O'Connell's Independence of Character found fault withO'Connell and Grattan-Lord Donoughmore-The Veto-O'Connell's Speeches on Grattan-Chief Baron Wolfe-The Duel with Mr. D'Esterre-Speech at a Catholic Meeting-Affair of Honor with Mr. (afterwards Sir Robert) Peel-The Meeting at Kilmainham Court-House-George the Fourth's Visit to Ireland.

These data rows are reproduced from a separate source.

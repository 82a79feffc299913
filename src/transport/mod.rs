//! Transport adapters: marshal peer operations over Direct, HTTP and UDS.
//!
//! Every adapter is a strict wrapper over a peer; semantics live in the
//! peer core alone. The client side of each adapter yields [`ClientBlob`]
//! handles so bytes flow directly between client and storage.

mod direct;
mod http;
mod uds;
pub mod wire;

pub use direct::DirectTransport;
pub use http::{peer_router, HttpTransport};
pub use uds::{UdsServer, UdsTransport};

use async_trait::async_trait;
use bytes::Bytes;
use std::fs::{File, OpenOptions};
use std::os::unix::fs::FileExt;
use std::path::PathBuf;
use std::sync::Arc;

use crate::blob::Blob;
use crate::error::{CacheError, CacheResult, ErrorKind};
use crate::model::{BlobKind, LeaseId, ObjectSummary, PeerStats};
use crate::peer::{global_peer, CachePeer, PeerConfig};
use wire::AcquireRequest;

/// Result of a client-side `Acquire` over any transport.
#[derive(Debug)]
pub struct ClientAcquired {
    pub lease_id: LeaseId,
    pub object: ObjectSummary,
    pub blobs: Vec<ClientBlob>,
}

/// A blob handle as seen by a transport client.
#[derive(Debug)]
pub struct ClientBlob {
    pub kind: BlobKind,
    pub size: u64,
    source: BlobSource,
}

#[derive(Debug)]
enum BlobSource {
    /// Same-process blob (direct transport).
    Local(Arc<Blob>),
    /// Descriptor received over UDS via SCM_RIGHTS.
    Fd(File),
    /// Path-style handle (File and SharedFs backends).
    Path(PathBuf),
    /// Control-plane-only handle: the transport could not export bytes
    /// (e.g. a memory blob over HTTP).
    Opaque,
}

impl ClientBlob {
    pub fn local(blob: Arc<Blob>) -> Self {
        Self {
            kind: blob.kind(),
            size: blob.size(),
            source: BlobSource::Local(blob),
        }
    }

    pub fn from_fd(kind: BlobKind, size: u64, file: File) -> Self {
        Self {
            kind,
            size,
            source: BlobSource::Fd(file),
        }
    }

    pub fn from_path(kind: BlobKind, size: u64, path: PathBuf) -> Self {
        Self {
            kind,
            size,
            source: BlobSource::Path(path),
        }
    }

    pub fn opaque(kind: BlobKind, size: u64) -> Self {
        Self {
            kind,
            size,
            source: BlobSource::Opaque,
        }
    }

    /// Path of the data file for path-style sources.
    fn data_path(&self) -> CacheResult<PathBuf> {
        match &self.source {
            BlobSource::Path(path) => Ok(if self.kind == BlobKind::SharedFs {
                path.join("data")
            } else {
                path.clone()
            }),
            _ => Err(CacheError::with_message(
                ErrorKind::TransportError,
                "blob has no path-style handle",
            )),
        }
    }

    pub fn read_at(&self, offset: u64, len: u64) -> CacheResult<Bytes> {
        match &self.source {
            BlobSource::Local(blob) => blob.read_at(offset, len),
            BlobSource::Fd(file) => {
                let mut buf = vec![0u8; len as usize];
                file.read_exact_at(&mut buf, offset)?;
                Ok(Bytes::from(buf))
            }
            BlobSource::Path(_) => {
                let file = File::open(self.data_path()?)?;
                let mut buf = vec![0u8; len as usize];
                file.read_exact_at(&mut buf, offset)?;
                Ok(Bytes::from(buf))
            }
            BlobSource::Opaque => Err(CacheError::with_message(
                ErrorKind::TransportError,
                "blob bytes are not reachable over this transport",
            )),
        }
    }

    pub fn read_all(&self) -> CacheResult<Bytes> {
        self.read_at(0, self.size)
    }

    pub fn write_at(&self, offset: u64, data: &[u8]) -> CacheResult<()> {
        match &self.source {
            BlobSource::Local(blob) => blob.write_at(offset, data),
            BlobSource::Fd(file) => {
                file.write_all_at(data, offset)?;
                Ok(())
            }
            BlobSource::Path(_) => {
                let file = OpenOptions::new().write(true).open(self.data_path()?)?;
                file.write_all_at(data, offset)?;
                Ok(())
            }
            BlobSource::Opaque => Err(CacheError::with_message(
                ErrorKind::TransportError,
                "blob bytes are not reachable over this transport",
            )),
        }
    }

    /// Memory-maps an fd-backed blob for zero-copy reads.
    pub fn map(&self) -> CacheResult<memmap2::Mmap> {
        match &self.source {
            BlobSource::Fd(file) => unsafe { memmap2::Mmap::map(file) }
                .map_err(|e| CacheError::internal(format!("mmap: {}", e))),
            _ => Err(CacheError::with_message(
                ErrorKind::TransportError,
                "only fd-backed blobs can be mapped",
            )),
        }
    }
}

/// Client side of the adapter protocol.
#[async_trait]
pub trait Transport: Send + Sync {
    async fn acquire(&self, request: AcquireRequest) -> CacheResult<ClientAcquired>;
    async fn seal(&self, lease_id: LeaseId) -> CacheResult<()>;
    async fn discard(&self, lease_id: LeaseId) -> CacheResult<()>;
    async fn release(&self, lease_id: LeaseId) -> CacheResult<()>;
    async fn stats(&self) -> CacheResult<PeerStats>;
}

/// Opens a transport for a connection URI.
///
/// - `""`: a private in-process peer.
/// - `memory://<name>`: the process-global peer registry.
/// - `http://` / `https://`: the HTTP adapter.
/// - a path ending in `.sock` (or an existing socket node): the UDS adapter.
/// - `direct://`: rejected here; use [`DirectTransport::new`] with a peer.
pub async fn connect(uri: &str) -> CacheResult<Box<dyn Transport>> {
    if uri.is_empty() {
        let data_dir = tempfile::tempdir()
            .map_err(|e| CacheError::internal(format!("scratch dir: {}", e)))?
            .into_path();
        let peer = CachePeer::new(PeerConfig::in_dir(data_dir));
        return Ok(Box::new(DirectTransport::new(peer)));
    }

    if let Some(name) = uri.strip_prefix("memory://") {
        return Ok(Box::new(DirectTransport::new(global_peer(name))));
    }

    if uri.starts_with("http://") || uri.starts_with("https://") {
        return Ok(Box::new(HttpTransport::new(uri)?));
    }

    if uri.starts_with("direct://") {
        return Err(CacheError::with_message(
            ErrorKind::Validation,
            "direct:// requires an in-process peer; use DirectTransport::new",
        ));
    }

    let path = std::path::Path::new(uri);
    let looks_like_socket = uri.ends_with(".sock")
        || std::fs::metadata(path)
            .map(|m| {
                use std::os::unix::fs::FileTypeExt;
                m.file_type().is_socket()
            })
            .unwrap_or(false);
    if looks_like_socket {
        return Ok(Box::new(UdsTransport::connect(path).await?));
    }

    Err(CacheError::with_message(
        ErrorKind::Validation,
        format!("unrecognized connection uri {:?}", uri),
    ))
}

MR. D. OWEN MADDEN, in his work "Ireland and its Rulers," says, that when O'Connell entered public life, "his language was violent, and he quarrelled with the Whig leaders, and laboured to make the venerable Grattan as unpopular as possible."*

No doubt, O'Connell's manly independence of speech, unusual amongst Catholics at that time, alarmed the timid old leaders of his party, who never dreamed of obtaining their rights, except through a spirit of abject servility on their side, and a patronizing condescension on the part of the Protestants. He quarrelled with the Whig leaders! Who were they? Men who would not open their lips in favour of Catholic freedom, unless the independence of the Catholic Church in Ireland was sacrificed for ever by the Veto. Men who regarded the Irish Catholics (perhaps some of their successors regard them still) as inferior beings--as a race far below the Saxon and the Norman. "A century of legal degradation," said O'Connell,

* Part the First, p. 22.

"has so lessened and brought down the Irish Catholics, in the eyes of their Protestant neighbours, that we are, in the scale of humanity, but dwarfs compared with those social giants. I was long aware that such was the estimate of us, in which our enemies indulged; but this correspondence was necessary, in order to convince me, that the same prejudice lurked in the minds of our friends. I flattered myself that we had risen in their estimation. I did imagine we had ceased to be whitewashed negroes, and had thrown off, for them, all traces of the colour of servitude; but this correspondence has, I confess, done away the delusion."*

As to leaders, and as to men who wish to become leaders, it is, perhaps, true enough to say, that a good deal of rivalry and jealousy exists amongst them; but it is unjust to charge any man with those feelings, unless there is at hand good proof of their existence. It was said of O'Connell that he was anxious to set John Keogh aside, and to take his place as Catholic leader; but, I cannot find that he ever uttered one harsh or unkind word of good John Keogh, of Mount Jerome. He differed with him, in which difference O'Connell was right, and John Keogh was quite wrong; John Keogh wished the Catholics to give up the agitation of their claims, and retire to the shade of a murky, silent inaction, whence they might scowl their discontent upon the government; but the great founder of constitutional agitation saw the folly of such a course, and opposed it, but without a quarrel-without uttering a disparaging word of the man who advised it.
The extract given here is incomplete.